Wauquiez et les Comités de suivi

Que font les ministres des rapports d’études qu’ils commandent à des personnalités ou à des consultants ? Qu’a fait Valérie Pécresse et que fait Laurent Wauquiez-Motte, le 1er partout, des rapports annuels des Comités de suivi de la licence et du master, comités institués par la réglementation ? Il est important de rappeler que seuls les ministres commanditaires sont maîtres de la publication des rapports. Ils peuvent les « enterrer ».

Tel n’est pas le cas pour le rapport du Comité de suivi de la licence. Il est maintenant public (chronique : « Rapport 2011 du Comité de suivi de la licence« ). Le rapport comporte par exemple des recommandations sur les stages en licence générale (pages 41 à 45 du rapport). Le Comité a écrit : « le caractère obligatoire du stage se heurte à la capacité du monde académique et socioéconomique à accueillir les stagiaires ». Exeunt les stages ! L’arrêté d’août 2011 ne les rend pas obligatoires. Laurent Wauquiez a fort bien fait d’écouter le Comité. Ce n’est pas le cas pour d’autres recommandations du Comité.

Lors de son audition par Valérie Pécresse en juin 2011, le Comité a fait part des questions qui restent « ouvertes », i.e. encore à débattre. Laurent Wauquiez s’est empressé de les refermer par l’arrêté d’août 2011 ! Il est important d’exposer les 3 questions essentielles.

1. Les référentiels disciplinaires. « Le comité souhaite une plus grande transparence dans l’élaboration des référentiels qui doivent être construits de concert avec le monde universitaire et socio-économique ». Selon Louis Vogel, président de la CPU, aucune réunion de travail n’est encore prévue pour discuter de ces référentiels (chronique : « Vogel et ses trois présidences« ). Ils sont d’ailleurs à combattre s’ils ne sont pas accompagnés de programmes nationaux de formation (chronique : « des référentiels et pas de programmes« ).

2. Les modalités de contrôle des connaissances et des aptitudes. « S’il y a consensus sur la nécessité d’une harmonisation entre les universités, par exemple en matière de compensation, en revanche il n’y a pas encore convergence sur les méthodes d’harmonisation ». Il faut discuter. Le ministre n’en a eu cure. Il a tranché en faveur des demandes des organisations étudiantes. (chronique : « Laxisme accru des MCC« ). Claque donnée au Comité.

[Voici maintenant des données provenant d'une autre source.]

//! Per-value key derivation using PBKDF2-HMAC-SHA512.
//!
//! Every sealed value gets its own 64-byte random salt, and the 32-byte
//! AES key is derived freshly from master key + salt on both the seal
//! and open paths.  Derived keys are never cached.

use pbkdf2::pbkdf2_hmac;
use rand::RngCore;
use sha2::Sha512;

/// Length of the per-value salt in bytes (512 bits).
pub const SALT_LEN: usize = 64;

/// Length of the derived key in bytes (256 bits, for AES-256).
pub const KEY_LEN: usize = 32;

/// PBKDF2 iteration count.
///
/// Frozen: changing this breaks `open()` on every previously sealed
/// value, exactly like rotating the master key.
pub const PBKDF2_ITERATIONS: u32 = 100_000;

/// Derive a 32-byte encryption key from the master key and a salt.
///
/// The same master key + salt always produces the same key, which is
/// what lets `open` reconstruct the key from the blob header.
pub fn derive_value_key(master_key: &[u8], salt: &[u8]) -> [u8; KEY_LEN] {
    let mut key = [0u8; KEY_LEN];
    pbkdf2_hmac::<Sha512>(master_key, salt, PBKDF2_ITERATIONS, &mut key);
    key
}

/// Generate a cryptographically random 64-byte salt.
pub fn generate_salt() -> [u8; SALT_LEN] {
    let mut salt = [0u8; SALT_LEN];
    rand::rngs::OsRng.fill_bytes(&mut salt);
    salt
}

#[cfg(test)]
mod tests {
    use super::*;

    #[test]
    fn same_inputs_same_key() {
        let salt = generate_salt();
        let k1 = derive_value_key(b"master", &salt);
        let k2 = derive_value_key(b"master", &salt);
        assert_eq!(k1, k2, "same master key + salt must produce the same key");
    }

    #[test]
    fn different_salts_different_keys() {
        let salt1 = generate_salt();
        let salt2 = generate_salt();
        let k1 = derive_value_key(b"master", &salt1);
        let k2 = derive_value_key(b"master", &salt2);
        assert_ne!(k1, k2, "different salts must produce different keys");
    }

    #[test]
    fn different_master_keys_different_keys() {
        let salt = generate_salt();
        let k1 = derive_value_key(b"master-one", &salt);
        let k2 = derive_value_key(b"master-two", &salt);
        assert_ne!(k1, k2);
    }

    #[test]
    fn salts_are_random() {
        assert_ne!(generate_salt(), generate_salt());
    }
}
use chrono::NaiveDate;
use url::Url;

use crate::types::{AssetClass, MarketLocale};
use crate::Error;

use super::common::{Order, Query};
use super::filter::{Comparator, RangeFilter};

/// Query for the list-tickers endpoint (`/v3/reference/tickers`).
#[derive(Clone, Default)]
pub struct TickersQuery {
    /// Ticker symbol filter. Leave empty to query all tickers.
    pub ticker: RangeFilter<String>,
    /// Ticker type code. Find supported codes via the ticker types endpoint.
    pub ticker_type: Option<String>,
    /// Restrict results to one market/asset class.
    pub market: Option<AssetClass>,
    /// Primary exchange of the asset, as an ISO code.
    pub exchange: Option<i64>,
    /// CUSIP code to search for. The API never returns CUSIPs in responses.
    pub cusip: Option<i64>,
    /// SEC Central Index Key to search for.
    pub cik: Option<i64>,
    /// Point in time to retrieve tickers available on that date. Defaults
    /// to the most recent available date.
    pub date: Option<NaiveDate>,
    /// Whether returned tickers must be actively traded on the queried date.
    pub active: Option<bool>,
    /// Search terms within the ticker and/or company name.
    pub search: Option<String>,
    /// Field to sort results on. Ignored when `search` is present.
    pub sort: Option<TickerSortBy>,
    /// Sort order.
    pub order: Option<Order>,
    /// Maximum number of results, default 100, max 1000.
    pub limit: Option<i64>,
}

impl Query for TickersQuery {
    fn path(&self) -> Result<String, Error> {
        Ok("/v3/reference/tickers".to_string())
    }

    fn add_to_url(&self, url: &Url) -> Url {
        let mut url = self.ticker.add_to_url(url, "ticker");
        if let Some(ticker_type) = &self.ticker_type {
            url.query_pairs_mut()
                .append_pair("type", ticker_type.as_str());
        }
        if let Some(market) = self.market {
            url.query_pairs_mut()
                .append_pair("market", &market.to_string());
        }
        if let Some(exchange) = self.exchange {
            url.query_pairs_mut()
                .append_pair("exchange", &exchange.to_string());
        }
        if let Some(cusip) = self.cusip {
            url.query_pairs_mut()
                .append_pair("cusip", &cusip.to_string());
        }
        if let Some(cik) = self.cik {
            url.query_pairs_mut().append_pair("cik", &cik.to_string());
        }
        if let Some(date) = self.date {
            url.query_pairs_mut()
                .append_pair("date", &date.format("%Y-%m-%d").to_string());
        }
        if let Some(active) = self.active {
            url.query_pairs_mut()
                .append_pair("active", &active.to_string());
        }
        if let Some(search) = &self.search {
            url.query_pairs_mut().append_pair("search", search.as_str());
        }
        if let Some(sort) = self.sort {
            url.query_pairs_mut().append_pair("sort", &sort.to_string());
        }
        if let Some(order) = self.order {
            url.query_pairs_mut()
                .append_pair("order", &order.to_string());
        }
        if let Some(limit) = self.limit {
            url.query_pairs_mut()
                .append_pair("limit", &limit.to_string());
        }
        url
    }
}

impl TickersQuery {
    /// Filters by ticker symbol under the given comparator. Each comparator
    /// occupies its own slot, so a range is expressed by chaining two calls.
    pub fn with_ticker(mut self, comparator: Comparator, ticker: &str) -> Self {
        self.ticker.set(comparator, ticker.to_string());
        self
    }

    pub fn with_type(mut self, ticker_type: &str) -> Self {
        self.ticker_type = Some(ticker_type.to_string());
        self
    }

    pub fn with_market(mut self, market: AssetClass) -> Self {
        self.market = Some(market);
        self
    }

    pub fn with_exchange(mut self, exchange: i64) -> Self {
        self.exchange = Some(exchange);
        self
    }

    pub fn with_cusip(mut self, cusip: i64) -> Self {
        self.cusip = Some(cusip);
        self
    }

    pub fn with_cik(mut self, cik: i64) -> Self {
        self.cik = Some(cik);
        self
    }

    pub fn with_date(mut self, date: NaiveDate) -> Self {
        self.date = Some(date);
        self
    }

    pub fn with_active(mut self, active: bool) -> Self {
        self.active = Some(active);
        self
    }

    pub fn with_search(mut self, search: &str) -> Self {
        self.search = Some(search.to_string());
        self
    }

    pub fn with_sort(mut self, sort: TickerSortBy) -> Self {
        self.sort = Some(sort);
        self
    }

    pub fn with_order(mut self, order: Order) -> Self {
        self.order = Some(order);
        self
    }

    pub fn with_limit(mut self, limit: i64) -> Self {
        self.limit = Some(limit);
        self
    }
}

/// Sort field for the list-tickers endpoint.
#[derive(Clone, Copy)]
pub enum TickerSortBy {
    Ticker,
    Name,
    Market,
    Locale,
    PrimaryExchange,
    Type,
    CurrencyName,
    Cik,
    CompositeFigi,
    ShareClassFigi,
    LastUpdatedUtc,
    DelistedUtc,
}

impl std::fmt::Display for TickerSortBy {
    fn fmt(&self, f: &mut std::fmt::Formatter<'_>) -> std::fmt::Result {
        write!(
            f,
            "{}",
            match self {
                TickerSortBy::Ticker => "ticker",
                TickerSortBy::Name => "name",
                TickerSortBy::Market => "market",
                TickerSortBy::Locale => "locale",
                TickerSortBy::PrimaryExchange => "primary_exchange",
                TickerSortBy::Type => "type",
                TickerSortBy::CurrencyName => "currency_name",
                TickerSortBy::Cik => "cik",
                TickerSortBy::CompositeFigi => "composite_figi",
                TickerSortBy::ShareClassFigi => "share_class_figi",
                TickerSortBy::LastUpdatedUtc => "last_updated_utc",
                TickerSortBy::DelistedUtc => "delisted_utc",
            }
        )
    }
}

/// Query for the ticker details endpoint (`/v3/reference/tickers/{ticker}`).
#[derive(Clone, Default)]
pub struct TickerDetailsQuery {
    /// Ticker symbol of the asset. Required; substituted into the URL path.
    pub ticker: String,
    /// Point in time to get information about the ticker available on that
    /// date. Defaults to the most recent available date.
    pub date: Option<NaiveDate>,
}

impl TickerDetailsQuery {
    pub fn new(ticker: &str) -> Self {
        TickerDetailsQuery {
            ticker: ticker.to_string(),
            date: None,
        }
    }

    pub fn with_date(mut self, date: NaiveDate) -> Self {
        self.date = Some(date);
        self
    }
}

impl Query for TickerDetailsQuery {
    fn path(&self) -> Result<String, Error> {
        if self.ticker.is_empty() {
            return Err(Error::MissingParameter { name: "ticker" });
        }
        Ok(format!("/v3/reference/tickers/{}", self.ticker))
    }

    fn add_to_url(&self, url: &Url) -> Url {
        let mut url = url.clone();
        if let Some(date) = self.date {
            url.query_pairs_mut()
                .append_pair("date", &date.format("%Y-%m-%d").to_string());
        }
        url
    }
}

/// Query for the ticker types endpoint (`/v3/reference/tickers/types`).
#[derive(Clone, Default)]
pub struct TickerTypesQuery {
    /// Filter by asset class.
    pub asset_class: Option<AssetClass>,
    /// Filter by locale.
    pub locale: Option<MarketLocale>,
}

impl TickerTypesQuery {
    pub fn with_asset_class(mut self, asset_class: AssetClass) -> Self {
        self.asset_class = Some(asset_class);
        self
    }

    pub fn with_locale(mut self, locale: MarketLocale) -> Self {
        self.locale = Some(locale);
        self
    }
}

impl Query for TickerTypesQuery {
    fn path(&self) -> Result<String, Error> {
        Ok("/v3/reference/tickers/types".to_string())
    }

    fn add_to_url(&self, url: &Url) -> Url {
        let mut url = url.clone();
        if let Some(asset_class) = self.asset_class {
            url.query_pairs_mut()
                .append_pair("asset_class", &asset_class.to_string());
        }
        if let Some(locale) = self.locale {
            url.query_pairs_mut()
                .append_pair("locale", &locale.to_string());
        }
        url
    }
}

#[cfg(test)]
mod tests {
    use url::Url;

    use crate::query::{Comparator, Query, TickerDetailsQuery, TickersQuery};
    use crate::Error;

    #[test]
    fn ticker_range_occupies_two_slots() {
        let url = Url::parse("https://example.com").unwrap();
        let url = TickersQuery::default()
            .with_ticker(Comparator::GreaterOrEqual, "A")
            .with_ticker(Comparator::LessThan, "M")
            .add_to_url(&url);
        let query = url.query().unwrap();
        assert!(query.contains("ticker.gte=A"));
        assert!(query.contains("ticker.lt=M"));
    }

    #[test]
    fn details_path_requires_ticker() {
        assert!(matches!(
            TickerDetailsQuery::default().path(),
            Err(Error::MissingParameter { name: "ticker" })
        ));
        assert_eq!(
            TickerDetailsQuery::new("AAPL").path().unwrap(),
            "/v3/reference/tickers/AAPL"
        );
    }
}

3. Le volume horaire minimum de la licence. « Le comité approuve le volume horaire minimum envisagé mais il s’interroge sur le contenu de ces 1500 heures ; dans un processus d’évolution pédagogique, comment sont comptabilisés les stages, les projets, l’encadrement personnalisé…? » Ce n’est plus un problème : les 1.500 heures ont été renvoyées aux calendes grecques. Le point 2 de l’article 26 de l’arrêté a réglé l’affaire (chronique : « Laurent 1er, le 1er août« ).

Que pense Gilles Raby de la légèreté avec laquelle Laurent Wauquiez traite le Comité de suivi qu’il préside ? Ce sera une question que je lui poserai demain ! Nous participons en effet tous les deux à une table ronde à Reims, organisée en ouverture du Congrès annuel de l’ARES, Association nationale des étudiants en Sciences sociales, Droit, Eco et AES (FAGE). Teaser du Congrès. Thème de la table ronde : « La mise en place de la nouvelle licence dans nos formations« . Les questions : décloisonnement des filières et passerelles, accueil et accompagnement des étudiants, modalités de contrôle des connaissances, évaluation et pédagogie, professionnalisation.